Montgomery. When Montgomery succeeded Mora on May 16, 1896, there were in the diocese 72 parish churches and missions, ten religious communities with 183 sisters, and six orphanages, four hospitals, two colleges, four academies, and 18 parish schools, for a Catholic population estimated at 52,000. During Montgomery's administration, Los Angeles, among other cities, suffered from the anti-Catholic bigotry of the american protective association. Its influence was counteracted to some extent, however, by a series of lectures under the auspices of the Catholic Truth Society. In September 1902 Montgomery was appointed coadjutor to Archbishop Riordan of San Francisco, and left Los Angeles on March 27, 1903.
Conaty. Bp. Thomas J. conaty, second rector of The Catholic University of America, Washington, D.C., was transferred to Monterey-Los Angeles and took possession of his see June 18, 1903. Two months after his arrival three new parishes were erected in the city. The Claretian fathers took charge of San Gabriel 1908 and the Old Plaza Church in 1910. The St. Vincent de Paul Society was organized. In 1905 the Little Sisters of the Poor arrived in the diocese. By 1911 there were 166 churches and chapels in the diocese, 18 of which were centers of parish life in the city of Los Angeles. Nine new schools had been erected, making a total of 29 parish schools, exclusive of the academies, which still provided elementary school facilities for a number of parishes. The orphanages cared for 1,048 children and the Catholic Indian school at Banning had 118 pupils, while an additional 335 Catholic children attended the two schools for Native Americans in the diocese. Mass was celebrated at least monthly at 43 mission stations. There were five hospitals in the diocese, and three homes for the aged. In 1910 the number of priests had increased to 206, including 73 who were members of the eight religious communities, serving about 100,000 Catholics in the diocese.
Although they retained St. Vincent's parish, the Vincentian fathers gave up their educational work in Los Angeles in June 1911, after 46 years in charge of St. Vincent's College. The Jesuits, who had been in Santa Barbara since 1908, entered the field of education in 1911. Under their direction St. Vincent's College became Loyola University and moved to a new location in 1929. For the benefit of the teaching religious, Conaty inaugurated summer conferences at which educators of national reputation taught the latest methods of administration and instruction. Settlement work in the poorer parts of the city met with immediate success. When religious communities devoted to works of mercy were encouraged, Sisters of the Good Shepherd established a home in Los Angeles. In San Diego and other cities of the diocese new parishes and institutions were founded, and proportionate progress was made. When Conaty died at Coronado, near San Diego, Sept. 18, 1915, the Catholic population of the diocese had grown to 178,000, and the number of priests to 271. The diocese, which remained vacant for two years, was administered by Msgr. Patrick Harnett. Although Bp. Peter J. Muldoon, of Rockford, Ill., was appointed to Monterey-Los Angeles March 22, 1917, he did not take possession of the see, and resigned in June of that year.
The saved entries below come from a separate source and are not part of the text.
// Copyright 2026 Phillip Cloud
// Licensed under the Apache License, Version 2.0

use crate::{NotificationId, NotificationKind};
use std::time::Duration;

#[derive(Debug, Clone, PartialEq, Eq)]
pub struct Notification {
    pub id: NotificationId,
    pub kind: NotificationKind,
    pub text: String,
    pub expires_after: Duration,
}

/// Holds at most one live notification. Every raise gets a fresh id, and an
/// expiry only clears the message it was scheduled for.
#[derive(Debug, Clone, PartialEq, Eq)]
pub struct NotificationRegistry {
    current: Option<Notification>,
    next_id: NotificationId,
}

impl Default for NotificationRegistry {
    fn default() -> Self {
        Self {
            current: None,
            next_id: NotificationId::new(1),
        }
    }
}

impl NotificationRegistry {
    pub fn raise(
        &mut self,
        kind: NotificationKind,
        text: impl Into<String>,
        lifetime: Duration,
    ) -> NotificationId {
        let id = self.next_id;
        self.next_id = id.next();
        self.current = Some(Notification {
            id,
            kind,
            text: text.into(),
            expires_after: lifetime,
        });
        id
    }

    /// Clears the display if `id` is still the one shown. Returns whether it was.
    pub fn expire(&mut self, id: NotificationId) -> bool {
        if self.current.as_ref().is_some_and(|current| current.id == id) {
            self.current = None;
            return true;
        }
        false
    }

    pub fn current(&self) -> Option<&Notification> {
        self.current.as_ref()
    }
}
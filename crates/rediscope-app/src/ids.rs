// Copyright 2026 Phillip Cloud
// Licensed under the Apache License, Version 2.0

use serde::{Deserialize, Serialize};

macro_rules! opaque_id {
    ($name:ident) => {
        #[derive(
            Debug, Clone, Copy, PartialEq, Eq, PartialOrd, Ord, Hash, Serialize, Deserialize,
        )]
        pub struct $name(u64);

        impl $name {
            pub const fn new(value: u64) -> Self {
                Self(value)
            }

            pub const fn get(self) -> u64 {
                self.0
            }

            /// Returns the id that follows this one; ids never wrap.
            pub const fn next(self) -> Self {
                Self(self.0.saturating_add(1))
            }
        }

        impl From<u64> for $name {
            fn from(value: u64) -> Self {
                Self(value)
            }
        }

        impl std::fmt::Display for $name {
            fn fmt(&self, f: &mut std::fmt::Formatter<'_>) -> std::fmt::Result {
                write!(f, "{}", self.0)
            }
        }
    };
}

opaque_id!(NotificationId);
opaque_id!(HandleId);
opaque_id!(ListingId);
pub mod catalog;
pub mod info;
pub mod ports;
pub mod sync;
pub mod track;

pub use catalog::show as show_catalog;
pub use info::show as show_info;
pub use ports::list as list_ports;
pub use sync::{run as sync_run, status as sync_status};
pub use track::{recover as recover_track, TrackOptions, TrackSelection};
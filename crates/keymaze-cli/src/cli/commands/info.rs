//! Owner information command

use crate::cli::{Context, OutputFormat};
use crate::error::Result;

/// Show the device and owner information
pub fn show(ctx: &Context) -> Result<()> {
    let mut cache = ctx.open_cache()?;
    let info = cache.get_information()?;

    if ctx.format == OutputFormat::Json {
        println!("{}", serde_json::to_string_pretty(&info)?);
        return Ok(());
    }

    let id = &info.identity;
    println!(" Device:   {}", id.name);
    println!(" Owner:    {}", id.user);
    println!(" S/N:      {}", id.serial_number);
    println!(" Gender:   {}", id.gender);
    println!(" Age:      {}", id.age);
    println!(" Weight:   {} kg", id.weight);
    println!(" Height:   {} cm", id.height);
    println!(
        " Birthday: {}",
        id.birthday
            .map(|d| d.format("%Y-%m-%d").to_string())
            .unwrap_or_else(|| "-".to_string())
    );

    Ok(())
}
Cantwell. On Dec. 12, 1917, John Joseph cant-well, vicar-general of the Archdiocese of San Francisco, who had been appointed bishop of Monterey-Los Angeles Sept. 21, 1917, was installed in Los Angeles, after his consecration in San Francisco on December 5. During his 30-year administration, the diocese shed its Mexican-colonial characteristics and took its place as one of the great metropolitan sees of the U.S. The population increase was a prime factor in diocesan development, which included the erection of the Diocese of Monterey-Fresno on Dec. 3, 1922, comprising the 12 northern counties, while the eight remaining counties received the new title of Los Angeles-San Diego. Many Mexicans, fleeing from their native land during the persecution of the Church under President Plutarco Calles, arrived in Los Angeles, where their total grew to more than 300,000, including 129 expelled priests. There, 50 parishes and missions were erected and Spanish-speaking priests were provided.
The growth of the diocese necessitated the better organization of its departments of administration. The Catholic Welfare Bureau was established in 1919; the Confraternity of Christian Doctrine, in 1922; and the Society for the Propagation of the Faith, in 1924. In November 1920, the Holy Name Union was established, while the Council of Catholic Women had its origin in April 1923. The Catholic Youth Organization, with its club and camp programs, came into being in 1936. To ensure a steady supply of priests, appeals were made to the missionary seminaries of Ireland, and the generous response provided the founders of most of the new parishes for half a century. Religious orders were invited; the Augustinians and Capuchins arrived in 1922, and a year later the Passionists began the lay retreat movement, and the Oblate fathers located in San Fernando. The Dominican fathers were established in Eagle Rock in 1921; the Salesian fathers, in 1919; and the Paulists, in 1925. To provide for native vocations, a junior seminary, under the title of Los Angeles College, was instituted in 1926 as a day school, and a major seminary of St. John's at Camarillo was founded in 1939, both institutions under the direction of the Vincentian fathers.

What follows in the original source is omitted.